In Swedish, there’s a specific term for each archipelago landmass, from the large islands covered with pine trees and stately 19th-century summer houses to tiny islets with nothing but a few shrubs and lichen.
“I could probably give you 30 different words for an island and most of us would know what the island looks like because of that name,” Mr. Wikström said. “Skär, kobbe, haru, ö — it’s like the Inuits and snow.”
For Swedes, the archipelago is a quintessential summer destination that has often served as the backdrop for movies and television shows, from Ingmar Bergman’s film “Summer with Monika” to Astrid Lindgren’s children’s series “Vi på Saltkråkan” (“Seacrow Island”). But few foreign visitors find their way to these idyllic isles.

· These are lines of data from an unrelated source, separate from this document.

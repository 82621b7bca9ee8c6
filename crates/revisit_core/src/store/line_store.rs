//! Line-oriented file implementation of the record store.
//!
//! # Responsibility
//! - Persist one record per line: `<year> <month> <day> <subject> <content>`.
//! - Enumerate the full store, skipping lines that do not parse.
//!
//! # Invariants
//! - Exactly four delimiter spaces precede the content; everything after the
//!   fourth space is content verbatim, embedded spaces included.
//! - A malformed line is skipped with a warning; fields are never merged
//!   across adjacent lines and a bad line never aborts the whole read.

use super::{RecordStore, StoreError, StoreResult};
use crate::model::date::Date;
use crate::model::record::NoteRecord;
use log::{info, warn};
use std::fs::OpenOptions;
use std::io::{ErrorKind, Write};
use std::path::{Path, PathBuf};

/// File-backed record store in the legacy whitespace-delimited format.
pub struct LineRecordStore {
    path: PathBuf,
}

impl LineRecordStore {
    pub fn new(path: impl AsRef<Path>) -> Self {
        Self {
            path: path.as_ref().to_path_buf(),
        }
    }

    pub fn path(&self) -> &Path {
        &self.path
    }

    fn unavailable(&self, source: std::io::Error) -> StoreError {
        StoreError::Unavailable {
            path: self.path.clone(),
            source,
        }
    }
}

impl RecordStore for LineRecordStore {
    fn append(&self, record: &NoteRecord) -> StoreResult<()> {
        let mut file = OpenOptions::new()
            .create(true)
            .append(true)
            .open(&self.path)
            .map_err(|err| self.unavailable(err))?;

        writeln!(file, "{}", encode_line(record)).map_err(|err| self.unavailable(err))?;

        info!(
            "event=store_append module=store status=ok subject={}",
            record.subject
        );
        Ok(())
    }

    fn load_all(&self) -> StoreResult<Vec<NoteRecord>> {
        let text = match std::fs::read_to_string(&self.path) {
            Ok(text) => text,
            // First run: no store yet means no records, not a failure.
            Err(err) if err.kind() == ErrorKind::NotFound => {
                info!("event=store_load module=store status=ok records=0 reason=missing_file");
                return Ok(Vec::new());
            }
            Err(err) => return Err(self.unavailable(err)),
        };

        let mut records = Vec::new();
        let mut skipped = 0usize;
        for (index, line) in text.lines().enumerate() {
            if line.is_empty() {
                continue;
            }
            match parse_line(line) {
                Some(record) => records.push(record),
                None => {
                    skipped += 1;
                    warn!(
                        "event=store_load module=store status=skipped_line line={}",
                        index + 1
                    );
                }
            }
        }

        info!(
            "event=store_load module=store status=ok records={} skipped={}",
            records.len(),
            skipped
        );
        Ok(records)
    }
}

fn encode_line(record: &NoteRecord) -> String {
    format!(
        "{} {} {} {} {}",
        record.created_on.year,
        record.created_on.month,
        record.created_on.day,
        record.subject,
        record.content
    )
}

/// Splits at the first four spaces; the remainder is content verbatim.
///
/// Returns `None` when the leading fields are missing or non-numeric, which
/// covers lines with fewer than four spaces (their missing fields read back
/// as empty strings and fail integer parsing).
fn parse_line(line: &str) -> Option<NoteRecord> {
    let mut rest = line;
    let mut fields: [&str; 4] = [""; 4];
    for slot in fields.iter_mut() {
        let space = rest.find(' ')?;
        *slot = &rest[..space];
        rest = &rest[space + 1..];
    }

    let year = fields[0].parse::<i32>().ok()?;
    let month = fields[1].parse::<u32>().ok()?;
    let day = fields[2].parse::<u32>().ok()?;

    NoteRecord::new(Date::new(year, month, day), fields[3], rest).ok()
}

“It’s a cliché, the hidden gem, but those are 24,000 hidden gems,” Mr. Wikström said. “It’s jewelry stores of hidden gems.”
Many of those natural treasures are accessible by ferry, bus or car. But the vast majority can be reached only by motorboat or sailboat, which one can rent with or without a skipper.
For me, the decision whether to travel by engine or sail was easy.
“This is probably the most extraordinary place for sailing in the world,” Mr. Wikström said. “The variety of the landscape, the right to public access, the lack of strong winds and tidal currents makes it wonderful.”
It’s also an eco-conscious choice, relying solely on the wind for power.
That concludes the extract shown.